**Exercise brief**
Search for the word "layout" in the entries. Each line that holds it should be copied.

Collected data
((

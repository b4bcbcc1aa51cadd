//! Tag maintenance for frontmatter `tags` lists.
//!
//! Every run normalizes tags; replacements, removals and additions are layered
//! on top in that order, and the result is deduplicated.

pub mod edit;
pub mod normalize;
pub mod profile;
pub mod usage;

pub use edit::{apply_plan, process_file, ConfirmAll, RemovalDecider, TagChanges, TagFileReport};
pub use normalize::{dedupe_tags, normalize_tag};
pub use profile::{parse_replacement, TagLimits, TagPlan, TagProfile};
pub use usage::{collect_usage, TagUsage};
//! Frontmatter delimiter repair.
//!
//! Two malformations are fixed: a `---` delimiter glued to the end of the
//! preceding line (`draft: false---`) and a missing blank line between the
//! closing delimiter and the body. The canonical layout is:
//!
//! ```text
//! ---
//! <frontmatter>
//! ---
//!
//! <body>
//! ```
//!
//! Repairing already-canonical text returns it unchanged.

use regex::Regex;
use std::fs;
use std::path::Path;
use std::sync::LazyLock;

use crate::error::{FolioError, FolioResult};

static GLUED_DELIMITER: LazyLock<Regex> =
    LazyLock::new(|| Regex::new(r"^(.*[^\s-])---\s*$").expect("valid regex"));

static FRONTMATTER_BLOCK: LazyLock<Regex> =
    LazyLock::new(|| Regex::new(r"(?s)\A---\s*\n(.*?)\n---\s*(.*)\z").expect("valid regex"));

/// Result of repairing one file
#[derive(Debug, Clone, PartialEq, Eq)]
pub enum RepairStatus {
    /// The file was (or, in dry-run mode, would be) rewritten
    Fixed { body_preview: String },
    /// The file already had the canonical layout
    AlreadyCorrect,
    /// No frontmatter block could be located
    NoFrontmatter,
}

/// Return the canonical form of `content`, or `None` without a frontmatter block
pub fn repair_frontmatter(content: &str) -> Option<String> {
    let normalized = split_glued_closing(content)?;
    let captures = FRONTMATTER_BLOCK.captures(&normalized)?;

    let frontmatter = captures.get(1).map_or("", |m| m.as_str());
    let body = captures
        .get(2)
        .map_or("", |m| m.as_str())
        .trim_start_matches(['\n', '\r', '\t', ' ']);

    if body.is_empty() {
        Some(format!("---\n{frontmatter}\n---\n"))
    } else {
        Some(format!("---\n{frontmatter}\n---\n\n{body}"))
    }
}

/// Move a glued closing delimiter onto its own line
///
/// Only the header is inspected: scanning stops at the first line that closes
/// the block, so `---` sequences in the body are never touched.
fn split_glued_closing(content: &str) -> Option<String> {
    let mut lines = content.split_inclusive('\n');
    let first = lines.next()?;
    if first.trim() != "---" {
        return None;
    }

    let mut out = String::with_capacity(content.len() + 1);
    out.push_str(first);
    let mut consumed = first.len();

    for line in lines {
        consumed += line.len();
        let text = line.trim_end_matches(['\n', '\r']);

        if text.trim() == "---" {
            out.push_str(line);
            break;
        }
        if let Some(captures) = GLUED_DELIMITER.captures(text) {
            out.push_str(&captures[1]);
            out.push_str("\n---\n");
            break;
        }
        out.push_str(line);
    }

    out.push_str(&content[consumed..]);
    Some(out)
}

/// Repair one file in place (unless `dry_run`)
pub fn repair_file(path: &Path, dry_run: bool) -> FolioResult<RepairStatus> {
    let content = fs::read_to_string(path).map_err(|e| FolioError::io(path, e))?;

    let Some(repaired) = repair_frontmatter(&content) else {
        return Ok(RepairStatus::NoFrontmatter);
    };
    if repaired == content {
        return Ok(RepairStatus::AlreadyCorrect);
    }

    if !dry_run {
        fs::write(path, &repaired).map_err(|e| FolioError::io(path, e))?;
    }

    Ok(RepairStatus::Fixed {
        body_preview: body_preview(&repaired),
    })
}

fn body_preview(repaired: &str) -> String {
    let body = repaired
        .split_once("\n---\n")
        .map(|(_, rest)| rest.trim_start())
        .unwrap_or_default();
    body.chars().take(60).collect::<String>().replace('\n', "\\n")
}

))

**Exercise solution**
//! closing delimiter and the body. The canonical layout is:
    /// The file already had the canonical layout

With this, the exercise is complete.